Suppose you’re scheduling speakers for a seminar. You have three people—A, B, and C—available but you need only two different people, one for the morning and one for the afternoon. Your choices are A then B, A then C, B then A, B then C, C then A, and C then B. That’s a total of six different pairs. Notice that order does matter. You want to count “A then B” and “B then A” as two different pairs.

Now suppose that you’re choosing fruits to make a health shake. You need two different fruits and you have three from which to choose—A, B, and C. You could choose A and B, A and C, or B and C. That’s only three different pairs (not pears). You don’t count “A and B” and “B and A” as two different pairs because they’re just going into the blender together anyway.

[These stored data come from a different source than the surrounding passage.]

//! Funding and disbursement validation.
//!
//! Funding is validated as a tree, depth first:
//!
//! ```text
//! Funding (status, started, completed)
//!   +-- disbursement IDs unique across the list
//!   +-- Disbursement[i] (id, times, amount, status)
//!         +-- DisburseAccount: financial XOR provenance
//!               +-- FinancialAccount (id, account number, routing number)
//!               |     +-- MoneyMovement[j]: ach XOR wire
//!               |           +-- AchMovement (recognised account type)
//!               |           +-- WireMovement (address, instructions, SWIFT)
//!               +-- ProvenanceAccount (address)
//! ```
//!
//! Every list level goes through [`Accumulator::require_each`], so a
//! problem deep in the tree is reported once per distinct message with the
//! positions that produced it.

use std::collections::HashMap;

use crate::enforcement::{
    Accumulator, ContractError, OrError, RequirementCategory, ValidationEnv, require_some,
    validate_requirements,
};
use crate::fields::{
    is_non_negative_amount, is_not_blank, is_set, is_valid_identifier, is_valid_money,
    is_valid_past_timestamp,
};
use crate::records::{
    Asset, Disbursement, FinancialAccount, Funding, MoneyMovement,
    ProvenanceAccount, Status, Timestamp, WireMovement, id_key,
};

#[cfg(test)]
mod tests;

/// Minimum length of a bank account number.
pub const ACCOUNT_NUMBER_MIN_LEN: usize = 4;

/// Maximum length of a bank account number.
pub const ACCOUNT_NUMBER_MAX_LEN: usize = 17;

/// Length of an ABA routing number.
pub const ROUTING_NUMBER_LEN: usize = 9;

fn exactly_one(left: bool, right: bool) -> bool {
    left ^ right
}

fn is_valid_status(status: Option<&Status>) -> bool {
    is_set(status) && status.is_some_and(|status| is_not_blank(&status.status))
}

/// Records the rules shared by anything with a start and optional
/// completion time.
fn require_period(
    acc: &mut Accumulator,
    subject: &str,
    started: Option<&Timestamp>,
    completed: Option<&Timestamp>,
) {
    let now = acc.now();
    acc.require(
        is_valid_past_timestamp(started, now).or_error(format!("{subject} must have valid start time")),
    );
    if let Some(completed) = completed {
        acc.require(
            is_valid_past_timestamp(Some(completed), now)
                .or_error(format!("{subject} must have valid completion time")),
        );
    }
}

/// Records every violation of `funding` and its nested records.
pub fn validate_funding(acc: &mut Accumulator, funding: &Funding) {
    acc.require(is_valid_status(funding.status.as_ref()).or_error("Funding must have a status"));
    require_period(acc, "Funding", funding.started.as_ref(), funding.completed.as_ref());
    require_unique_disbursement_ids(acc, &funding.disbursements);
    acc.require_each(&funding.disbursements, validate_disbursement);
}

/// Records one violation per disbursement ID used more than once, with the
/// number of usages.
pub fn require_unique_disbursement_ids(acc: &mut Accumulator, disbursements: &[Disbursement]) {
    let mut order: Vec<&str> = Vec::new();
    let mut usages: HashMap<&str, usize> = HashMap::new();
    for id in disbursements
        .iter()
        .filter_map(|disbursement| id_key(disbursement.id.as_ref()))
    {
        let count = usages.entry(id).or_insert(0);
        if *count == 0 {
            order.push(id);
        }
        *count += 1;
    }
    for id in order {
        let count = usages[id];
        acc.require((count == 1).or_error(format!("Disbursement ID {id} is not unique ({count} usages)")));
    }
}

/// Records every violation of one disbursement.
pub fn validate_disbursement(acc: &mut Accumulator, disbursement: &Disbursement) {
    acc.require_all([
        is_valid_identifier(disbursement.id.as_ref()).or_error("Disbursement must have valid ID"),
        is_valid_status(disbursement.status.as_ref()).or_error("Disbursement must have a status"),
        is_valid_money(disbursement.amount.as_ref()).or_error("Disbursement must have an amount"),
    ]);
    require_period(
        acc,
        "Disbursement",
        disbursement.started.as_ref(),
        disbursement.completed.as_ref(),
    );
    if let Some(amount) = disbursement.amount.as_ref().filter(|money| is_valid_money(Some(*money))) {
        acc.require_all([
            is_non_negative_amount(amount)
                .or_error("Disbursement amount must be a non-negative number"),
            is_not_blank(&amount.currency).or_error("Disbursement amount is missing currency"),
        ]);
    }

    let account = disbursement.disburse_account.as_ref();
    let financial = account.and_then(|account| account.financial.as_ref());
    let provenance = account.and_then(|account| account.provenance.as_ref());
    acc.require(
        exactly_one(financial.is_some(), provenance.is_some())
            .or_error("Disbursement account must be exactly one of financial or Provenance account"),
    );
    validate_disburse_account(acc, financial, provenance);
}

fn validate_disburse_account(
    acc: &mut Accumulator,
    financial: Option<&FinancialAccount>,
    provenance: Option<&ProvenanceAccount>,
) {
    if let Some(financial) = financial {
        validate_financial_account(acc, financial);
    }
    if let Some(provenance) = provenance {
        acc.require(
            is_not_blank(&provenance.address).or_error("Provenance account must have an address"),
        );
    }
}

/// Records every violation of a bank account and its money movements.
pub fn validate_financial_account(acc: &mut Accumulator, account: &FinancialAccount) {
    let number_len = account.account_number.trim().chars().count();
    let routing_len = account.routing_number.trim().chars().count();
    acc.require_all([
        is_valid_identifier(account.id.as_ref()).or_error("Financial account must have valid ID"),
        (ACCOUNT_NUMBER_MIN_LEN..=ACCOUNT_NUMBER_MAX_LEN)
            .contains(&number_len)
            .or_error(format!(
                "Financial account number must be between {ACCOUNT_NUMBER_MIN_LEN} and \
                 {ACCOUNT_NUMBER_MAX_LEN} characters"
            )),
        (routing_len == ROUTING_NUMBER_LEN).or_error(format!(
            "Financial account routing number must be {ROUTING_NUMBER_LEN} characters"
        )),
        (!account.movement.is_empty())
            .or_error("Financial account must have at least one money movement"),
    ]);
    acc.require_each(&account.movement, validate_money_movement);
}

/// Records every violation of one money movement.
pub fn validate_money_movement(acc: &mut Accumulator, movement: &MoneyMovement) {
    acc.require(
        exactly_one(movement.ach.is_some(), movement.wire.is_some())
            .or_error("Money movement must be exactly one of ACH or wire"),
    );
    if let Some(ach) = &movement.ach {
        acc.require(
            ach.account_type
                .is_recognized()
                .or_error("ACH movement must have a recognized account type"),
        );
    }
    if let Some(wire) = &movement.wire {
        validate_wire(acc, wire);
    }
}

fn validate_wire(acc: &mut Accumulator, wire: &WireMovement) {
    acc.require_all([
        is_set(wire.address.as_ref()).or_error("Wire movement must have an address"),
        is_not_blank(&wire.wire_instructions).or_error("Wire movement must have wire instructions"),
    ]);
    if let Some(swift) = &wire.swift_instructions {
        acc.require_all([
            is_not_blank(&swift.swift_id).or_error("SWIFT instructions must have a SWIFT ID"),
            is_set(swift.swift_bank_mailing_address.as_ref())
                .or_error("SWIFT instructions must have a bank mailing address"),
        ]);
    }
}

/// Validates `funding` and attaches it to the loan stored on `asset`.
///
/// The asset must already carry a loan payload; that precondition is
/// checked first and reported as illegal state.
///
/// # Errors
///
/// - [`ContractError::IllegalState`] when there is no asset or no loan
///   payload
/// - [`ContractError::UnexpectedState`] when the stored payload is not a
///   loan
/// - [`ContractError::Violation`] listing every funding violation
pub fn record_funding(
    env: ValidationEnv,
    asset: Option<&Asset>,
    funding: &Funding,
) -> Result<Asset, ContractError> {
    let asset = require_some(
        RequirementCategory::IllegalState,
        asset.filter(|asset| asset.has_loan()),
        "Cannot record funding for an asset without loan data",
    )?;
    let mut loan = asset
        .loan()?
        .ok_or_else(|| ContractError::unexpected("asset lost its loan payload"))?;

    validate_requirements(RequirementCategory::InvalidInput, env, |acc| {
        validate_funding(acc, funding);
    })?;

    loan.funding = Some(funding.clone());
    let updated = asset.with_loan(&loan)?;
    tracing::debug!(
        disbursements = funding.disbursements.len(),
        "recorded loan funding"
    );
    Ok(updated)
}
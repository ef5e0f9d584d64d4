//! Contracts that record the loan itself: the whole package and its
//! funding.

use super::enote::validate_enote;
use super::registry::Contract;
use super::scope::{LoanScope, ScopeUpdate};
use super::servicing::{validate_servicing_data, validate_servicing_rights};
use super::validation::merge_validation;
use crate::enforcement::{
    Accumulator, ContractError, OrError, RequirementCategory, ValidationEnv,
    validate_requirements,
};
use crate::fields::{is_not_blank, is_valid_identifier};
use crate::funding::record_funding;
use crate::merge::merge_documents;
use crate::records::{Asset, Funding};

/// Records a complete loan package in one pass.
#[derive(Debug, Clone, Copy, Default)]
pub struct RecordLoan;

impl Contract for RecordLoan {
    const NAME: &'static str = "record-loan";
    type Input = LoanScope;

    fn execute(
        &self,
        scope: &LoanScope,
        input: LoanScope,
        env: ValidationEnv,
    ) -> Result<ScopeUpdate, ContractError> {
        let recorded = validate_requirements(RequirementCategory::InvalidInput, env, |acc| {
            record_package(acc, scope, input)
        })?;
        tracing::debug!(
            documents = recorded.documents.len(),
            "recorded loan package"
        );
        Ok(ScopeUpdate::Scope(Box::new(recorded)))
    }
}

/// Attaches funding to the loan stored on the asset.
#[derive(Debug, Clone, Copy, Default)]
pub struct RecordLoanFunding;

impl Contract for RecordLoanFunding {
    const NAME: &'static str = "record-loan-funding";
    type Input = Funding;

    fn execute(
        &self,
        scope: &LoanScope,
        input: Funding,
        env: ValidationEnv,
    ) -> Result<ScopeUpdate, ContractError> {
        record_funding(env, scope.asset.as_ref(), &input).map(ScopeUpdate::Asset)
    }
}

/// Validates an asset and, when one is already recorded, that it keeps the
/// same ID.
pub fn validate_asset(acc: &mut Accumulator, asset: &Asset, existing: Option<&Asset>) {
    acc.require_all([
        is_valid_identifier(asset.id.as_ref()).or_error("Asset must have valid ID"),
        is_not_blank(&asset.asset_type).or_error("Asset is missing type"),
    ]);
    match asset.loan() {
        Ok(loan) => acc.require(loan.is_some().or_error("Asset is missing loan data")),
        Err(err) => {
            tracing::debug!(error = %err, "asset loan payload did not decode");
            acc.violation("Asset loan data could not be read");
        },
    }
    if let Some(existing) = existing {
        acc.require((existing.id == asset.id).or_error("Cannot change asset ID"));
    }
}

/// Validates every part of `package` against `scope` and builds the scope
/// to persist.
fn record_package(acc: &mut Accumulator, scope: &LoanScope, package: LoanScope) -> LoanScope {
    let LoanScope {
        asset,
        documents,
        servicing_rights,
        servicing_data,
        validation,
        e_note,
    } = package;

    acc.require(asset.is_some().or_error("Must supply an asset"));
    if let Some(asset) = &asset {
        validate_asset(acc, asset, scope.asset.as_ref());
    }

    let documents = if documents.is_empty() {
        scope.documents.clone()
    } else {
        merge_documents(acc, &scope.documents, &documents)
    };

    acc.require(servicing_rights.is_some().or_error("Must supply servicing rights"));
    if let Some(rights) = &servicing_rights {
        validate_servicing_rights(acc, rights);
    }

    acc.require(servicing_data.is_some().or_error("Must supply servicing data"));
    let servicing_data = servicing_data
        .map(|data| validate_servicing_data(acc, scope.servicing_data.as_ref(), data));

    let validation = match validation {
        Some(validation) => Some(merge_validation(
            acc,
            scope.validation.as_ref(),
            validation.iteration,
        )),
        None => scope.validation.clone(),
    };

    if let Some(e_note) = &e_note {
        validate_enote(acc, e_note);
    }

    LoanScope {
        asset,
        documents,
        servicing_rights,
        servicing_data,
        validation,
        e_note: e_note.or_else(|| scope.e_note.clone()),
    }
}
//! `loanpkg contracts` - list the contracts the registry dispatches.

use clap::Args;
use loanpkg_core::ContractRegistry;

/// Arguments for `loanpkg contracts`.
#[derive(Debug, Args)]
pub struct ContractsArgs {
    /// Print the names as a JSON array.
    #[arg(long)]
    pub json: bool,
}

/// Prints every registered contract name.
pub fn run_contracts(args: &ContractsArgs) {
    let registry = ContractRegistry::with_defaults();
    let names: Vec<&str> = registry.names().collect();
    if args.json {
        println!(
            "{}",
            serde_json::to_string_pretty(&names).unwrap_or_else(|_| "[]".to_string())
        );
    } else {
        for name in names {
            println!("{name}");
        }
    }
}
//! Prior state handed to a contract and the record it hands back.

use serde::{Deserialize, Serialize};

use crate::records::{
    Asset, DocumentMetadata, ENote, LoanValidation, ServicingData, ServicingRights,
};

/// Every record the host keeps for one loan.
///
/// Also used as the input of `record-loan`, where it carries the whole
/// package being recorded.
#[derive(Debug, Clone, Default, PartialEq, Serialize, Deserialize)]
#[serde(default, rename_all = "camelCase")]
pub struct LoanScope {
    /// The loan asset.
    pub asset: Option<Asset>,
    /// Loan documents.
    pub documents: Vec<DocumentMetadata>,
    /// Current servicer.
    pub servicing_rights: Option<ServicingRights>,
    /// Servicing history.
    pub servicing_data: Option<ServicingData>,
    /// Third-party validation history.
    pub validation: Option<LoanValidation>,
    /// Electronic promissory note.
    pub e_note: Option<ENote>,
}

impl LoanScope {
    /// Returns the scope after the host persists `update`.
    #[must_use]
    pub fn apply(self, update: ScopeUpdate) -> Self {
        match update {
            ScopeUpdate::Scope(scope) => *scope,
            ScopeUpdate::Asset(asset) => Self {
                asset: Some(asset),
                ..self
            },
            ScopeUpdate::Documents(documents) => Self { documents, ..self },
            ScopeUpdate::ServicingRights(rights) => Self {
                servicing_rights: Some(rights),
                ..self
            },
            ScopeUpdate::ServicingData(data) => Self {
                servicing_data: Some(data),
                ..self
            },
            ScopeUpdate::Validation(validation) => Self {
                validation: Some(validation),
                ..self
            },
            ScopeUpdate::ENote(e_note) => Self {
                e_note: Some(e_note),
                ..self
            },
        }
    }
}

/// The record a contract returns for the host to persist.
#[derive(Debug, Clone, PartialEq, Serialize, Deserialize)]
#[serde(tag = "record", content = "value", rename_all = "camelCase")]
pub enum ScopeUpdate {
    /// Every record at once.
    Scope(Box<LoanScope>),
    /// The asset.
    Asset(Asset),
    /// The loan documents.
    Documents(Vec<DocumentMetadata>),
    /// The servicing rights.
    ServicingRights(ServicingRights),
    /// The servicing data.
    ServicingData(ServicingData),
    /// The validation history.
    Validation(LoanValidation),
    /// The eNote.
    ENote(ENote),
}
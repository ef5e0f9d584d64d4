//! Loan package records.
//!
//! These are the structured values the host hands to a contract as prior
//! state and as input. Every field is optional or defaulted so a record can
//! express "set or not" the same way its schema does; the validators in
//! [`crate::fields`] decide what counts as set.

mod asset;
mod common;
mod documents;
mod enote;
mod funding;
mod servicing;
mod validation;

pub use asset::{Asset, LOAN_KEY, LOAN_TYPE_URL, Loan, PackedValue};
pub use common::{Address, Checksum, Date, Identifier, Money, Status, Timestamp};
pub use documents::{DocumentMetadata, LoanStateMetadata};
pub(crate) use documents::id_key;
pub use enote::{Controller, ENote};
pub use funding::{
    AchAccountType, AchMovement, DisburseAccount, Disbursement, FinancialAccount, Funding,
    MoneyMovement, ProvenanceAccount, SwiftInstructions, WireMovement,
};
pub use servicing::{ServicingData, ServicingRights};
pub use validation::{
    LoanValidation, ValidationItem, ValidationIteration, ValidationRequest, ValidationResponse,
    ValidationResults,
};
//! Name-to-handler dispatch for contracts.

use std::collections::BTreeMap;

use serde::de::DeserializeOwned;

use super::scope::{LoanScope, ScopeUpdate};
use crate::enforcement::{ContractError, ValidationEnv};

/// A mutation entrypoint over a loan scope.
///
/// The handler receives the prior scope and its typed input, and returns
/// the record the host should persist. Any error aborts the invocation.
pub trait Contract {
    /// Name the contract is registered and invoked under.
    const NAME: &'static str;

    /// Input submitted by the caller.
    type Input: DeserializeOwned;

    /// Runs the contract.
    ///
    /// # Errors
    ///
    /// Returns a [`ContractError`] when the input or the prior state does
    /// not allow the mutation.
    fn execute(
        &self,
        scope: &LoanScope,
        input: Self::Input,
        env: ValidationEnv,
    ) -> Result<ScopeUpdate, ContractError>;
}

type Handler =
    Box<dyn Fn(&LoanScope, serde_json::Value, ValidationEnv) -> Result<ScopeUpdate, ContractError> + Send + Sync>;

/// Explicit registry of contracts, keyed by [`Contract::NAME`].
#[derive(Default)]
pub struct ContractRegistry {
    handlers: BTreeMap<&'static str, Handler>,
}

impl std::fmt::Debug for ContractRegistry {
    fn fmt(&self, f: &mut std::fmt::Formatter<'_>) -> std::fmt::Result {
        f.debug_struct("ContractRegistry")
            .field("contracts", &self.handlers.keys().collect::<Vec<_>>())
            .finish()
    }
}

impl ContractRegistry {
    /// Creates an empty registry.
    #[must_use]
    pub fn new() -> Self {
        Self::default()
    }

    /// Registers `contract` under its name, replacing any previous handler
    /// with that name.
    pub fn register<C>(&mut self, contract: C) -> &mut Self
    where
        C: Contract + Send + Sync + 'static,
    {
        let handler: Handler = Box::new(move |scope, input, env| {
            let input: C::Input = serde_json::from_value(input).map_err(|e| {
                ContractError::unexpected(format!("input for {} could not be read: {e}", C::NAME))
            })?;
            contract.execute(scope, input, env)
        });
        if self.handlers.insert(C::NAME, handler).is_some() {
            tracing::debug!(contract = C::NAME, "replaced contract handler");
        }
        self
    }

    /// Registered contract names in sorted order.
    pub fn names(&self) -> impl Iterator<Item = &'static str> + '_ {
        self.handlers.keys().copied()
    }

    /// Returns true when a contract is registered under `name`.
    #[must_use]
    pub fn contains(&self, name: &str) -> bool {
        self.handlers.contains_key(name)
    }

    /// Decodes `input` for the contract registered under `name` and runs it.
    ///
    /// # Errors
    ///
    /// - [`ContractError::UnknownContract`] when `name` is not registered
    /// - [`ContractError::UnexpectedState`] when `input` does not decode as
    ///   the contract's input type
    /// - whatever the contract itself returns
    pub fn execute(
        &self,
        name: &str,
        scope: &LoanScope,
        input: serde_json::Value,
        env: ValidationEnv,
    ) -> Result<ScopeUpdate, ContractError> {
        let handler = self
            .handlers
            .get(name)
            .ok_or_else(|| ContractError::UnknownContract {
                name: name.to_string(),
            })?;
        tracing::info!(contract = name, "executing contract");
        let result = handler(scope, input, env);
        if let Err(err) = &result {
            tracing::info!(contract = name, error = %err, "contract rejected");
        }
        result
    }
}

When order matters, the different arrangements are called permutations. When order doesn’t matter, the different arrangements are called combinations. The names aren’t that important, but you do need to understand the difference and be able to identify which one the question wants.

There are three basic patterns you will see on the GMAT. You may also see questions that mix these three patterns together, but the key is to understand how to handle each of the three basic models: combination from different sources, permutation from the same source, and combination from the same source.

Combination (Different Sources)

When you have a single decision to make, the number of possible outcomes is easy to determine: It’s simply the number of options for that one decision. For example, if you need to choose a shirt to wear and you have 12 different shirts, then there are 12 possible outcomes.

When you have more than one decision to make, you find the number of possible outcomes by multiplying the numbers of options for the decisions together. Suppose you need to choose a shirt and a pair of pants, and you have 12 different shirts and 5 different pairs of pants. Multiply the number of options for shirts and the number of options for pants to get 12 × 5 = 60 possible outcomes. Try this example.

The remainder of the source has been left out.